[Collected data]
════════════════

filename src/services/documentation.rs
use utoipa::OpenApi;

#[derive(OpenApi)]
/// Aggregated OpenAPI specification for Quoridor Back.
#[openapi(
    paths(
        crate::routes::health::healthcheck,
        crate::routes::rooms::list_rooms,
        crate::routes::rooms::get_room,
        crate::routes::websocket::ws_handler,
    ),
    components(
        schemas(
            crate::dto::health::HealthResponse,
            crate::dto::room::RoomSummary,
            crate::dto::ws::ClientMessage,
            crate::dto::ws::ServerMessage,
            crate::dto::game::GameStateSnapshot,
        )
    ),
    tags(
        (name = "health", description = "Health check endpoints"),
        (name = "rooms", description = "Read-only lobby listing"),
        (name = "game", description = "WebSocket session for game clients"),
    )
)]
pub struct ApiDoc;
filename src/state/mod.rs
pub mod board;
pub mod game;
pub mod registry;
pub mod room;
pub mod rules;
pub mod state_machine;

use std::sync::Arc;

use dashmap::DashMap;

use crate::config::AppConfig;

use self::{registry::RoomRegistry, room::ConnectionId};

/// Shared handle passed to every route and service.
pub type SharedState = Arc<AppState>;

/// Central application state: configuration, live rooms, and which room each
/// connection sits in.
pub struct AppState {
    config: AppConfig,
    rooms: RoomRegistry,
    memberships: DashMap<ConnectionId, String>,
}

impl AppState {
    /// Construct a new [`AppState`] wrapped in an [`Arc`] so it can be cloned cheaply.
    pub fn new(config: AppConfig) -> SharedState {
        Arc::new(Self {
            rooms: RoomRegistry::new(config.max_rooms()),
            memberships: DashMap::new(),
            config,
        })
    }

    /// Runtime configuration.
    pub fn config(&self) -> &AppConfig {
        &self.config
    }

    /// Registry of live rooms.
    pub fn rooms(&self) -> &RoomRegistry {
        &self.rooms
    }

    /// Room name keyed by seated connection.
    pub fn memberships(&self) -> &DashMap<ConnectionId, String> {
        &self.memberships
    }
}
use axum::extract::ws::{Message, WebSocket};
use futures::{SinkExt, StreamExt};
use tokio::{sync::mpsc, task::JoinHandle};
use tracing::{debug, info, warn};
use uuid::Uuid;

use crate::{
    dto::ws::{ClientMessage, ServerMessage},
    services::room_service,
    state::{SharedState, room::ClientTx},
};

/// Handle the full lifecycle of a game client's WebSocket connection.
pub async fn handle_socket(state: SharedState, socket: WebSocket) {
    let connection = Uuid::new_v4();
    let (mut sender, mut receiver) = socket.split();
    let (outbound_tx, mut outbound_rx) = mpsc::unbounded_channel::<ServerMessage>();
    let (control_tx, mut control_rx) = mpsc::unbounded_channel::<Message>();

    // Dedicated writer task keeps outbound messages flowing even while we await inbound frames.
    let writer_task = tokio::spawn(async move {
        loop {
            let frame = tokio::select! {
                Some(message) = outbound_rx.recv() => match encode(&message) {
                    Some(frame) => frame,
                    None => continue,
                },
                Some(frame) = control_rx.recv() => frame,
                else => break,
            };
            if sender.send(frame).await.is_err() {
                break;
            }
        }
    });

    info!(%connection, "client connected");

    while let Some(message) = receiver.next().await {
        match message {
            Ok(Message::Text(text)) => {
                debug!(%connection, payload = %text, "received client message");
                match ClientMessage::from_json_str(&text) {
                    Ok(message) => room_service::dispatch(&state, connection, &outbound_tx, message),
                    Err(err) => {
                        warn!(%connection, error = %err, "failed to parse or validate client message");
                    }
                }
            }
            Ok(Message::Ping(payload)) => {
                let _ = control_tx.send(Message::Pong(payload));
            }
            Ok(Message::Close(frame)) => {
                info!(%connection, "client closed");
                let _ = control_tx.send(Message::Close(frame));
                break;
            }
            Ok(Message::Binary(_)) => {}
            Ok(Message::Pong(_)) => {}
            Err(err) => {
                warn!(%connection, error = %err, "websocket error");
                break;
            }
        }
    }

    room_service::remove_connection(&state, connection);
    info!(%connection, "client disconnected");

    finalize(writer_task, outbound_tx, control_tx).await;
}

/// Serialize an outbound message into a text frame.
///
/// Serialization failure is a bug rather than a transport problem, so the
/// message is logged and skipped instead of tearing the connection down.
fn encode(message: &ServerMessage) -> Option<Message> {
    match serde_json::to_string(message) {
        Ok(payload) => Some(Message::Text(payload.into())),
        Err(err) => {
            warn!(error = %err, "failed to serialize message `{message:?}`");
            None
        }
    }
}

/// Ensure the writer task winds down before we return from the socket handler.
async fn finalize(
    writer_task: JoinHandle<()>,
    outbound_tx: ClientTx,
    control_tx: mpsc::UnboundedSender<Message>,
) {
    drop(outbound_tx);
    drop(control_tx);
    let _ = writer_task.await;
}

#[cfg(test)]
mod tests {
    use super::*;

    #[test]
    fn encodes_tagged_text_frames() {
        let frame = encode(&ServerMessage::error("room `x` not found")).unwrap();
        match frame {
            Message::Text(text) => assert_eq!(
                text.as_str(),
                r#"{"event":"error","data":{"message":"room `x` not found"}}"#
            ),
            other => panic!("unexpected frame: {other:?}"),
        }
    }
}
use indexmap::IndexMap;
use serde::Serialize;
use utoipa::ToSchema;
use uuid::Uuid;

use crate::{
    dto::game::GameModeDto,
    state::{room::Room, state_machine::GamePhase},
};

/// Roster entry of a seated connection.
#[derive(Debug, Clone, PartialEq, Eq, Serialize, ToSchema)]
#[serde(rename_all = "camelCase")]
pub struct RosterEntry {
    /// Name the connection joined with.
    pub player_name: String,
}

/// Lobby state of a room, broadcast on every join and leave.
#[derive(Debug, Clone, Serialize, ToSchema)]
#[serde(rename_all = "camelCase")]
pub struct PlayerUpdate {
    /// Seated connections keyed by connection id.
    #[schema(value_type = Object)]
    pub players: IndexMap<Uuid, RosterEntry>,
    /// Connection ids in join order.
    pub player_order: Vec<Uuid>,
    /// Seat number (1-based) held by each connection.
    #[schema(value_type = Object)]
    pub seats: IndexMap<Uuid, u8>,
    /// Mode of the room.
    pub game_mode: GameModeDto,
}

impl From<&Room> for PlayerUpdate {
    fn from(room: &Room) -> Self {
        let mut players = IndexMap::with_capacity(room.seated());
        let mut player_order = Vec::with_capacity(room.seated());
        let mut seats = IndexMap::with_capacity(room.seated());

        for (connection, seat) in room.seats() {
            players.insert(
                *connection,
                RosterEntry {
                    player_name: seat.player_name.clone(),
                },
            );
            player_order.push(*connection);
            seats.insert(*connection, seat.index as u8 + 1);
        }

        Self {
            players,
            player_order,
            seats,
            game_mode: room.mode().into(),
        }
    }
}

/// Coarse phase label exposed by the lobby listing.
#[derive(Debug, Clone, Copy, PartialEq, Eq, Serialize, ToSchema)]
#[serde(rename_all = "camelCase")]
pub enum RoomPhaseDto {
    /// Seats are still being filled.
    WaitingForPlayers,
    /// Turns are being played.
    InProgress,
    /// A pawn reached its goal.
    GameOver,
}

impl From<&GamePhase> for RoomPhaseDto {
    fn from(value: &GamePhase) -> Self {
        match value {
            GamePhase::WaitingForPlayers => RoomPhaseDto::WaitingForPlayers,
            GamePhase::InProgress => RoomPhaseDto::InProgress,
            GamePhase::GameOver(_) => RoomPhaseDto::GameOver,
        }
    }
}

/// Public view of a room for the lobby listing. Never carries the password.
#[derive(Debug, Clone, PartialEq, Eq, Serialize, ToSchema)]
#[serde(rename_all = "camelCase")]
pub struct RoomSummary {
    /// Room name.
    pub room_name: String,
    /// Mode of the room.
    pub game_mode: GameModeDto,
    /// Connections currently seated.
    pub seated: usize,
    /// Seat capacity.
    pub max_players: usize,
    /// Lifecycle phase.
    pub phase: RoomPhaseDto,
}

impl From<&Room> for RoomSummary {
    fn from(room: &Room) -> Self {
        Self {
            room_name: room.name().to_owned(),
            game_mode: room.mode().into(),
            seated: room.seated(),
            max_players: room.max_players(),
            phase: room.game().phase().into(),
        }
    }
}

#[cfg(test)]
mod tests {
    use serde_json::json;
    use tokio::sync::mpsc;

    use super::*;
    use crate::state::{game::GameMode, room::PlainPassword};

    #[test]
    fn roster_keeps_join_order_and_fixed_seats() {
        let mut room = Room::new("sala", Box::new(PlainPassword::new("")), GameMode::Teams);
        let (tx, _rx) = mpsc::unbounded_channel();
        let ids: Vec<_> = (0..3).map(|_| Uuid::new_v4()).collect();
        for (n, id) in ids.iter().enumerate() {
            room.admit(*id, &format!("p{n}"), "", tx.clone()).unwrap();
        }
        room.remove(&ids[0]);
        let late = Uuid::new_v4();
        room.admit(late, "late", "", tx).unwrap();

        let update = PlayerUpdate::from(&room);
        assert_eq!(update.player_order, vec![ids[1], ids[2], late]);
        assert_eq!(update.seats[&late], 1);
        assert_eq!(update.seats[&ids[2]], 3);

        let value = serde_json::to_value(&update).unwrap();
        assert_eq!(value["gameMode"], json!("2v2"));
        assert_eq!(
            value["players"][late.to_string()],
            json!({"playerName": "late"})
        );
    }

    #[test]
    fn summary_omits_secrets() {
        let room = Room::new("sala", Box::new(PlainPassword::new("pw")), GameMode::HeadToHead);
        let value = serde_json::to_value(RoomSummary::from(&room)).unwrap();
        assert_eq!(
            value,
            json!({
                "roomName": "sala",
                "gameMode": "1v1",
                "seated": 0,
                "maxPlayers": 2,
                "phase": "waitingForPlayers"
            })
        );
    }
}
use axum::{
    Json, Router,
    extract::{Path, State},
    routing::get,
};

use crate::{dto::room::RoomSummary, error::AppError, services::room_service, state::SharedState};

/// Read-only lobby endpoints.
pub fn router() -> Router<SharedState> {
    Router::new()
        .route("/rooms", get(list_rooms))
        .route("/rooms/{name}", get(get_room))
}

#[utoipa::path(
    get,
    path = "/rooms",
    tag = "rooms",
    responses((status = 200, description = "Live rooms ordered by name", body = [RoomSummary]))
)]
/// List every live room.
pub async fn list_rooms(State(state): State<SharedState>) -> Json<Vec<RoomSummary>> {
    Json(room_service::list_rooms(&state))
}

#[utoipa::path(
    get,
    path = "/rooms/{name}",
    tag = "rooms",
    params(("name" = String, Path, description = "Room name")),
    responses(
        (status = 200, description = "Room summary", body = RoomSummary),
        (status = 404, description = "No such room")
    )
)]
/// Return the summary of one room.
pub async fn get_room(
    State(state): State<SharedState>,
    Path(name): Path<String>,
) -> Result<Json<RoomSummary>, AppError> {
    let payload = room_service::room_summary(&state, &name)?;
    Ok(Json(payload))
}
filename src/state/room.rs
//! A room: its credential, its seated connections, and its game.

use std::fmt;

use indexmap::IndexMap;
use tokio::sync::mpsc;
use tracing::debug;
use uuid::Uuid;

use crate::{
    dto::ws::ServerMessage,
    error::AdmissionError,
    state::game::{GameMode, GameState},
};

/// Identifier of a WebSocket connection, allocated on upgrade.
pub type ConnectionId = Uuid;

/// Outbound queue of a connection; its writer task drains it onto the socket.
pub type ClientTx = mpsc::UnboundedSender<ServerMessage>;

/// Something that can tell whether a join secret grants access to a room.
pub trait RoomCredential: Send + Sync + fmt::Debug {
    /// Whether `secret` unlocks the room.
    fn verify(&self, secret: &str) -> bool;
}

/// Password compared verbatim against the join secret.
#[derive(Clone)]
pub struct PlainPassword(String);

impl PlainPassword {
    /// Wrap the password chosen at room creation.
    pub fn new(password: impl Into<String>) -> Self {
        Self(password.into())
    }
}

impl fmt::Debug for PlainPassword {
    fn fmt(&self, f: &mut fmt::Formatter<'_>) -> fmt::Result {
        f.write_str("PlainPassword(..)")
    }
}

impl RoomCredential for PlainPassword {
    fn verify(&self, secret: &str) -> bool {
        self.0 == secret
    }
}

/// Metadata of one seated connection.
#[derive(Debug, Clone)]
pub struct Seat {
    /// Index into the game's player list; fixed while the connection stays.
    pub index: usize,
    /// Name the connection joined with.
    pub player_name: String,
    tx: ClientTx,
}

/// One game room. Seat indices are stable: a leaver's seat stays empty until
/// the next joiner takes the lowest free index.
#[derive(Debug)]
pub struct Room {
    name: String,
    credential: Box<dyn RoomCredential>,
    seats: IndexMap<ConnectionId, Seat>,
    game: GameState,
}

impl Room {
    /// Empty room with a fresh board for `mode`.
    pub fn new(
        name: impl Into<String>,
        credential: Box<dyn RoomCredential>,
        mode: GameMode,
    ) -> Self {
        Self {
            name: name.into(),
            credential,
            seats: IndexMap::with_capacity(mode.max_players()),
            game: GameState::new(mode),
        }
    }

    /// Registry key of the room.
    pub fn name(&self) -> &str {
        &self.name
    }

    /// Mode the room was created with.
    pub fn mode(&self) -> GameMode {
        self.game.mode()
    }

    /// Seat capacity.
    pub fn max_players(&self) -> usize {
        self.mode().max_players()
    }

    /// Seated connections in join order.
    pub fn seats(&self) -> impl Iterator<Item = (&ConnectionId, &Seat)> {
        self.seats.iter()
    }

    /// Number of seated connections.
    pub fn seated(&self) -> usize {
        self.seats.len()
    }

    /// Whether every seat is taken.
    pub fn is_full(&self) -> bool {
        self.seated() >= self.max_players()
    }

    /// Whether nobody is seated.
    pub fn is_empty(&self) -> bool {
        self.seats.is_empty()
    }

    /// Seat index of `connection`, if seated here.
    pub fn seat_of(&self, connection: &ConnectionId) -> Option<usize> {
        self.seats.get(connection).map(|seat| seat.index)
    }

    /// Authoritative game state.
    pub fn game(&self) -> &GameState {
        &self.game
    }

    /// Mutable game state.
    pub fn game_mut(&mut self) -> &mut GameState {
        &mut self.game
    }

    /// Check the secret and capacity, then seat `connection` at the lowest free index.
    pub fn admit(
        &mut self,
        connection: ConnectionId,
        player_name: &str,
        secret: &str,
        tx: ClientTx,
    ) -> Result<usize, AdmissionError> {
        if !self.credential.verify(secret) {
            return Err(AdmissionError::BadPassword);
        }
        if self.is_full() {
            return Err(AdmissionError::Full(self.name.clone()));
        }

        let index = (0..self.max_players())
            .find(|candidate| self.seats.values().all(|seat| seat.index != *candidate))
            .ok_or_else(|| AdmissionError::Full(self.name.clone()))?;

        self.seats.insert(
            connection,
            Seat {
                index,
                player_name: player_name.to_owned(),
                tx,
            },
        );
        Ok(index)
    }

    /// Vacate the seat held by `connection`.
    pub fn remove(&mut self, connection: &ConnectionId) -> Option<Seat> {
        self.seats.shift_remove(connection)
    }

    /// Copy seat names into the players and start play if this is the first
    /// time the room filled. Returns whether the game just started.
    pub fn seat_players(&mut self) -> bool {
        for seat in self.seats.values() {
            self.game.assign_name(seat.index, &seat.player_name);
        }
        self.game.start()
    }

    /// Queue `message` for every seated connection.
    pub fn broadcast(&self, message: &ServerMessage) {
        for (connection, seat) in &self.seats {
            if seat.tx.send(message.clone()).is_err() {
                debug!(room = %self.name, %connection, "dropping message for closed connection");
            }
        }
    }
}

#[cfg(test)]
mod tests {
    use super::*;
    use crate::state::state_machine::GamePhase;

    fn room(mode: GameMode) -> Room {
        Room::new("lobby", Box::new(PlainPassword::new("secret")), mode)
    }

    fn channel() -> (ClientTx, mpsc::UnboundedReceiver<ServerMessage>) {
        mpsc::unbounded_channel()
    }

    #[test]
    fn plain_password_compares_verbatim() {
        let password = PlainPassword::new("Secret");
        assert!(password.verify("Secret"));
        assert!(!password.verify("secret"));
        assert!(!password.verify(""));
        assert_eq!(format!("{password:?}"), "PlainPassword(..)");
    }

    #[test]
    fn admission_checks_password_then_capacity() {
        let mut room = room(GameMode::HeadToHead);
        let (tx, _rx) = channel();

        assert_eq!(
            room.admit(Uuid::new_v4(), "ana", "nope", tx.clone()),
            Err(AdmissionError::BadPassword)
        );
        assert_eq!(room.admit(Uuid::new_v4(), "ana", "secret", tx.clone()), Ok(0));
        assert_eq!(room.admit(Uuid::new_v4(), "bia", "secret", tx.clone()), Ok(1));
        assert!(room.is_full());
        assert_eq!(
            room.admit(Uuid::new_v4(), "caio", "secret", tx.clone()),
            Err(AdmissionError::Full("lobby".into()))
        );
        // Wrong password is reported before fullness.
        assert_eq!(
            room.admit(Uuid::new_v4(), "caio", "nope", tx),
            Err(AdmissionError::BadPassword)
        );
        assert_eq!(room.seated(), 2);
    }

    #[test]
    fn vacated_seat_is_reused() {
        let mut room = room(GameMode::Teams);
        let (tx, _rx) = channel();
        let ids: Vec<_> = (0..3).map(|_| Uuid::new_v4()).collect();
        for (expected, id) in ids.iter().enumerate() {
            assert_eq!(room.admit(*id, "p", "secret", tx.clone()), Ok(expected));
        }

        assert!(room.remove(&ids[1]).is_some());
        assert_eq!(room.seat_of(&ids[2]), Some(2));

        let late = Uuid::new_v4();
        assert_eq!(room.admit(late, "late", "secret", tx.clone()), Ok(1));
        assert_eq!(room.admit(Uuid::new_v4(), "last", "secret", tx), Ok(3));
        assert!(room.is_full());
    }

    #[test]
    fn seating_players_copies_names_and_starts_once() {
        let mut room = room(GameMode::HeadToHead);
        let (tx, _rx) = channel();
        let first = Uuid::new_v4();
        room.admit(first, "ana", "secret", tx.clone()).unwrap();
        room.admit(Uuid::new_v4(), "bia", "secret", tx.clone()).unwrap();

        assert!(room.seat_players());
        assert_eq!(room.game().phase(), &GamePhase::InProgress);
        let names: Vec<_> = room
            .game()
            .players()
            .iter()
            .map(|p| p.display_name.as_deref())
            .collect();
        assert_eq!(names, vec![Some("ana"), Some("bia")]);

        room.remove(&first);
        room.admit(Uuid::new_v4(), "caio", "secret", tx).unwrap();
        assert!(!room.seat_players());
        assert_eq!(
            room.game().players()[0].display_name.as_deref(),
            Some("caio")
        );
    }

    #[test]
    fn broadcast_reaches_every_seat() {
        let mut room = room(GameMode::HeadToHead);
        let (tx_a, mut rx_a) = channel();
        let (tx_b, mut rx_b) = channel();
        room.admit(Uuid::new_v4(), "ana", "secret", tx_a).unwrap();
        room.admit(Uuid::new_v4(), "bia", "secret", tx_b).unwrap();

        room.broadcast(&ServerMessage::error("hello"));
        assert!(rx_a.try_recv().is_ok());
        assert!(rx_b.try_recv().is_ok());
    }
}
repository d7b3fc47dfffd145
use axum::{Json, Router, extract::State, routing::get};

use crate::{dto::health::HealthResponse, services::health_service, state::SharedState};

#[utoipa::path(
    get,
    path = "/healthcheck",
    tag = "health",
    responses((status = 200, description = "Service is healthy", body = HealthResponse))
)]
/// Return the current health status of the backend.
pub async fn healthcheck(State(state): State<SharedState>) -> Json<HealthResponse> {
    Json(health_service::health_status(&state))
}

/// Configure the health routes subtree.
pub fn router() -> Router<SharedState> {
    Router::<SharedState>::new().route("/healthcheck", get(healthcheck))
}
//! Validation helpers for DTOs.

use validator::ValidationError;

/// Longest accepted room or player name, in characters.
pub const MAX_NAME_LENGTH: u64 = 32;
/// Longest accepted room password, in characters.
pub const MAX_PASSWORD_LENGTH: u64 = 128;

/// Validates that a room or player name is not blank and carries no control characters.
///
/// # Examples
///
/// ```ignore
/// validate_name("lobby 1")   // Ok
/// validate_name("   ")       // Err - blank
/// validate_name("a\nb")      // Err - control character
/// ```
pub fn validate_name(name: &str) -> Result<(), ValidationError> {
    if name.trim().is_empty() {
        let mut err = ValidationError::new("name_blank");
        err.message = Some("Name must contain at least one visible character".into());
        return Err(err);
    }

    if name.chars().any(char::is_control) {
        let mut err = ValidationError::new("name_format");
        err.message = Some("Name must not contain control characters".into());
        return Err(err);
    }

    Ok(())
}

#[cfg(test)]
mod tests {
    use super::*;

    #[test]
    fn test_validate_name_valid() {
        assert!(validate_name("lobby").is_ok());
        assert!(validate_name("Sala do João").is_ok());
        assert!(validate_name(" padded ").is_ok());
    }

    #[test]
    fn test_validate_name_blank() {
        assert!(validate_name("").is_err());
        assert!(validate_name("   ").is_err());
        assert!(validate_name("\t").is_err());
    }

    #[test]
    fn test_validate_name_control_characters() {
        assert!(validate_name("a\nb").is_err());
        assert!(validate_name("bell\u{7}").is_err());
    }
}
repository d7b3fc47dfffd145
//! Application-level configuration loading: room limit and rule-violation policy.

use std::{env, fs, io::ErrorKind, path::PathBuf};

use serde::Deserialize;
use tracing::{info, warn};

/// Default location on disk where the server looks for the JSON configuration.
const DEFAULT_CONFIG_PATH: &str = "config/app.json";
/// Environment variable that overrides [`DEFAULT_CONFIG_PATH`].
const CONFIG_PATH_ENV: &str = "QUORIDOR_BACK_CONFIG_PATH";
/// Rooms the registry holds before `createRoom` is refused.
const DEFAULT_MAX_ROOMS: usize = 1024;

/// What happens to a move or wall intent that breaks the rules.
#[derive(Debug, Clone, Copy, PartialEq, Eq, Default, Deserialize)]
#[serde(rename_all = "lowercase")]
pub enum RejectionPolicy {
    /// Drop the intent without telling anyone.
    #[default]
    Silent,
    /// Drop the intent and unicast an `error` event to the sender.
    Report,
}

#[derive(Debug, Clone)]
/// Immutable runtime configuration shared across the application.
pub struct AppConfig {
    max_rooms: usize,
    rule_violations: RejectionPolicy,
}

impl AppConfig {
    /// Load the application configuration from disk, falling back to built-in defaults.
    pub fn load() -> Self {
        let path = resolve_config_path();
        match fs::read_to_string(&path) {
            Ok(contents) => match serde_json::from_str::<RawConfig>(&contents) {
                Ok(raw) => {
                    let app_config: Self = raw.into();
                    info!(
                        path = %path.display(),
                        max_rooms = app_config.max_rooms,
                        policy = ?app_config.rule_violations,
                        "loaded configuration"
                    );
                    app_config
                }
                Err(err) => {
                    warn!(
                        path = %path.display(),
                        error = %err,
                        "failed to parse config; falling back to defaults"
                    );
                    Self::default()
                }
            },
            Err(err) if err.kind() == ErrorKind::NotFound => {
                info!(
                    path = %path.display(),
                    "config file not found; using built-in defaults"
                );
                Self::default()
            }
            Err(err) => {
                warn!(
                    path = %path.display(),
                    error = %err,
                    "failed to read config; falling back to defaults"
                );
                Self::default()
            }
        }
    }

    /// Maximum number of rooms alive at once.
    pub fn max_rooms(&self) -> usize {
        self.max_rooms
    }

    /// How rule violations are answered.
    pub fn rule_violations(&self) -> RejectionPolicy {
        self.rule_violations
    }

    /// Override the rule-violation policy.
    pub fn with_rule_violations(mut self, policy: RejectionPolicy) -> Self {
        self.rule_violations = policy;
        self
    }

    /// Override the room limit.
    pub fn with_max_rooms(mut self, max_rooms: usize) -> Self {
        self.max_rooms = max_rooms;
        self
    }
}

impl Default for AppConfig {
    fn default() -> Self {
        Self {
            max_rooms: DEFAULT_MAX_ROOMS,
            rule_violations: RejectionPolicy::default(),
        }
    }
}

#[derive(Debug, Deserialize)]
#[serde(rename_all = "camelCase")]
/// JSON representation of the configuration file located at [`DEFAULT_CONFIG_PATH`].
struct RawConfig {
    max_rooms: Option<usize>,
    rule_violations: Option<RejectionPolicy>,
}

impl From<RawConfig> for AppConfig {
    fn from(value: RawConfig) -> Self {
        let defaults = Self::default();
        Self {
            max_rooms: value
                .max_rooms
                .filter(|limit| *limit > 0)
                .unwrap_or(defaults.max_rooms),
            rule_violations: value.rule_violations.unwrap_or(defaults.rule_violations),
        }
    }
}

/// Resolve the configuration path taking the environment override into account.
fn resolve_config_path() -> PathBuf {
    env::var_os(CONFIG_PATH_ENV)
        .map(PathBuf::from)
        .filter(|path| !path.as_os_str().is_empty())
        .unwrap_or_else(|| PathBuf::from(DEFAULT_CONFIG_PATH))
}
use axum::Router;

use crate::state::SharedState;

/// Swagger UI and OpenAPI document.
pub mod docs;
/// Liveness probe.
pub mod health;
/// Lobby listing.
pub mod rooms;
/// Game client WebSocket.
pub mod websocket;

/// Compose all route trees, wiring in shared state and documentation routes.
pub fn router(state: SharedState) -> Router<()> {
    let api_router = health::router()
        .merge(rooms::router())
        .merge(websocket::router());

    let docs_router = docs::router(state.clone());

    api_router.merge(docs_router).with_state(state)
}

#[cfg(test)]
mod tests {
    use axum::{
        Json,
        extract::{Path, State},
        http::StatusCode,
        response::IntoResponse,
    };
    use tokio::sync::mpsc;
    use uuid::Uuid;

    use crate::{
        config::AppConfig,
        dto::{game::GameModeDto, ws::CreateRoomRequest},
        services::room_service,
        state::AppState,
    };

    #[tokio::test]
    async fn lobby_handlers_reflect_live_rooms() {
        let state = AppState::new(AppConfig::default());
        let (tx, _rx) = mpsc::unbounded_channel();
        room_service::create_room(
            &state,
            Uuid::new_v4(),
            &tx,
            CreateRoomRequest {
                room_name: "sala".into(),
                password: "pw".into(),
                player_name: "ana".into(),
                game_mode: GameModeDto::Teams,
            },
        )
        .unwrap();

        let Json(health) = super::health::healthcheck(State(state.clone())).await;
        assert_eq!(health.status, "ok");
        assert_eq!(health.rooms, 1);

        let Json(rooms) = super::rooms::list_rooms(State(state.clone())).await;
        assert_eq!(rooms.len(), 1);
        assert_eq!(rooms[0].room_name, "sala");
        assert_eq!(rooms[0].seated, 1);
        assert_eq!(rooms[0].max_players, 4);

        let Json(room) = super::rooms::get_room(State(state.clone()), Path("sala".into()))
            .await
            .unwrap();
        assert_eq!(room, rooms[0]);

        let missing = super::rooms::get_room(State(state), Path("missing".into()))
            .await
            .unwrap_err();
        assert_eq!(missing.into_response().status(), StatusCode::NOT_FOUND);
    }
}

════════════════

## [What the task asks]
Display each line of the data where "AdmissionError" occurs.

## [Solution to this task]
    error::AdmissionError,
    ) -> Result<usize, AdmissionError> {
            return Err(AdmissionError::BadPassword);
            return Err(AdmissionError::Full(self.name.clone()));
            .ok_or_else(|| AdmissionError::Full(self.name.clone()))?;
            Err(AdmissionError::BadPassword)
            Err(AdmissionError::Full("lobby".into()))
            Err(AdmissionError::BadPassword)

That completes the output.